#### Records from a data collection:

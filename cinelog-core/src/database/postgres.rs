use sqlx::PgPool;
use sqlx::postgres::PgPoolOptions;
use tracing::info;

use crate::error::{CoreError, Result};

/// Owned connection pool plus the embedded schema migrations.
#[derive(Clone, Debug)]
pub struct PostgresDatabase {
    pool: PgPool,
}

impl PostgresDatabase {
    pub async fn connect(database_url: &str) -> Result<Self> {
        let pool = PgPoolOptions::new()
            .max_connections(10)
            .connect(database_url)
            .await?;
        Ok(Self { pool })
    }

    pub fn from_pool(pool: PgPool) -> Self {
        Self { pool }
    }

    /// Run the embedded migrations. Idempotent across restarts.
    pub async fn migrate(&self) -> Result<()> {
        sqlx::migrate!("./migrations")
            .run(&self.pool)
            .await
            .map_err(|e| CoreError::Internal(format!("migration failed: {e}")))?;
        info!("Database migrations are up to date");
        Ok(())
    }

    pub fn pool(&self) -> &PgPool {
        &self.pool
    }
}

#### EXERCISE AIM:
Lines from the start of the records through the one containing "let pool = PgPoolOptions::new()" are what should be retyped, exactly and in full, both ends included.

#### RESPONSE BOX:
filename cinelog-core/src/database/postgres.rs
use sqlx::PgPool;
use sqlx::postgres::PgPoolOptions;
use tracing::info;

use crate::error::{CoreError, Result};

/// Owned connection pool plus the embedded schema migrations.
#[derive(Clone, Debug)]
pub struct PostgresDatabase {
    pool: PgPool,
}

impl PostgresDatabase {
    pub async fn connect(database_url: &str) -> Result<Self> {
        let pool = PgPoolOptions::new()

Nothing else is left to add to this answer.